Uma decisão monocrática do desembargador Virgílio Macedo Júnior destacou, mais uma vez, que, ao ser transcorrido grande espaço de tempo entre a publicação do resultado de um concurso e a convocação do candidato aprovado, não basta a divulgação por Diário Oficial, mesmo quando esta é a única forma de divulgação prevista no edital.
“Tal entendimento decorre da desarrazoabilidade de que o interessado acompanhe as publicações anos a fio, considerado ainda que os atos praticados pela Administração, inclusive aqueles para provimento de cargos, devem observar o princípio da publicidade e do melhor interesse social”, enfatiza o desembargador.

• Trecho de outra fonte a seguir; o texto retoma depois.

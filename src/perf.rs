//! Performance monitoring
//!
//! Tracks frame timing with a paint/present breakdown.
//! In release builds, all timing methods compile to no-ops for zero overhead.

#[cfg(debug_assertions)]
use std::collections::VecDeque;
#[cfg(debug_assertions)]
use std::time::{Duration, Instant};

#[cfg(debug_assertions)]
pub const PERF_HISTORY_SIZE: usize = 60;

/// How many frames between periodic debug summaries
pub const SUMMARY_INTERVAL: u64 = 300;

#[cfg(debug_assertions)]
#[derive(Default)]
pub struct PerfStats {
    pub frame_start: Option<Instant>,
    pub last_frame_time: Duration,
    pub frame_times: VecDeque<Duration>,

    /// Clear + grid + rasterize
    pub paint_time: Duration,
    /// Composite + surface present
    pub present_time: Duration,

    pub paint_history: VecDeque<Duration>,
    pub present_history: VecDeque<Duration>,

    pub frames: u64,
}

#[cfg(not(debug_assertions))]
#[derive(Default)]
pub struct PerfStats;

/// Timer guard that records elapsed time when dropped (debug only)
#[cfg(debug_assertions)]
pub struct TimerGuard<'a> {
    start: Instant,
    target: &'a mut Duration,
}

#[cfg(not(debug_assertions))]
pub struct TimerGuard;

#[cfg(debug_assertions)]
impl<'a> TimerGuard<'a> {
    fn new(target: &'a mut Duration) -> Self {
        Self {
            start: Instant::now(),
            target,
        }
    }
}

#[cfg(debug_assertions)]
impl Drop for TimerGuard<'_> {
    fn drop(&mut self) {
        *self.target = self.start.elapsed();
    }
}

#[cfg(debug_assertions)]
fn push_history(history: &mut VecDeque<Duration>, value: Duration) {
    history.push_back(value);
    if history.len() > PERF_HISTORY_SIZE {
        history.pop_front();
    }
}

#[cfg(debug_assertions)]
impl PerfStats {
    #[inline(always)]
    pub fn start_frame(&mut self) {
        self.frame_start = Some(Instant::now());
    }

    /// Close the current frame. Returns true every [`SUMMARY_INTERVAL`] frames.
    #[inline(always)]
    pub fn record_frame_time(&mut self) -> bool {
        let Some(start) = self.frame_start.take() else {
            return false;
        };
        self.last_frame_time = start.elapsed();
        push_history(&mut self.frame_times, self.last_frame_time);
        push_history(&mut self.paint_history, self.paint_time);
        push_history(&mut self.present_history, self.present_time);
        self.frames += 1;
        self.frames % SUMMARY_INTERVAL == 0
    }

    #[inline(always)]
    pub fn time_paint(&mut self) -> TimerGuard<'_> {
        TimerGuard::new(&mut self.paint_time)
    }

    #[inline(always)]
    pub fn time_present(&mut self) -> TimerGuard<'_> {
        TimerGuard::new(&mut self.present_time)
    }

    pub fn avg_frame_time(&self) -> Duration {
        average(&self.frame_times)
    }

    pub fn fps(&self) -> f64 {
        let avg = self.avg_frame_time();
        if avg.as_secs_f64() > 0.0 {
            1.0 / avg.as_secs_f64()
        } else {
            0.0
        }
    }

    /// One-line summary for the log
    pub fn summary(&self) -> String {
        format!(
            "frames={} avg={:.2}ms (paint {:.2}ms, present {:.2}ms) fps={:.0}",
            self.frames,
            self.avg_frame_time().as_secs_f64() * 1000.0,
            average(&self.paint_history).as_secs_f64() * 1000.0,
            average(&self.present_history).as_secs_f64() * 1000.0,
            self.fps()
        )
    }
}

#[cfg(debug_assertions)]
fn average(history: &VecDeque<Duration>) -> Duration {
    if history.is_empty() {
        return Duration::ZERO;
    }
    let total: Duration = history.iter().sum();
    total / history.len() as u32
}

#[cfg(not(debug_assertions))]
impl PerfStats {
    #[inline(always)]
    pub fn start_frame(&mut self) {}

    #[inline(always)]
    pub fn record_frame_time(&mut self) -> bool {
        false
    }

    #[inline(always)]
    pub fn time_paint(&mut self) -> TimerGuard {
        TimerGuard
    }

    #[inline(always)]
    pub fn time_present(&mut self) -> TimerGuard {
        TimerGuard
    }

    pub fn summary(&self) -> String {
        String::new()
    }
}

A decisão se relaciona a um Mandado de Segurança movido por uma candidata, aprovada no Concurso Público para o cargo de Técnico em Enfermagem, em 34º lugar e que três anos e quatro meses após a publicação do resultado, foi nomeada para provimento do cargo, por meio de publicação no Diário Oficial do Estado.
A decisão também ressaltou que a exigência do edital de que o candidato mantenha sempre atualizado o seu endereço nos cadastros que preenche junto à empresa promotora do concurso faz presumir que haverá convocação pessoal para o provimento do cargo.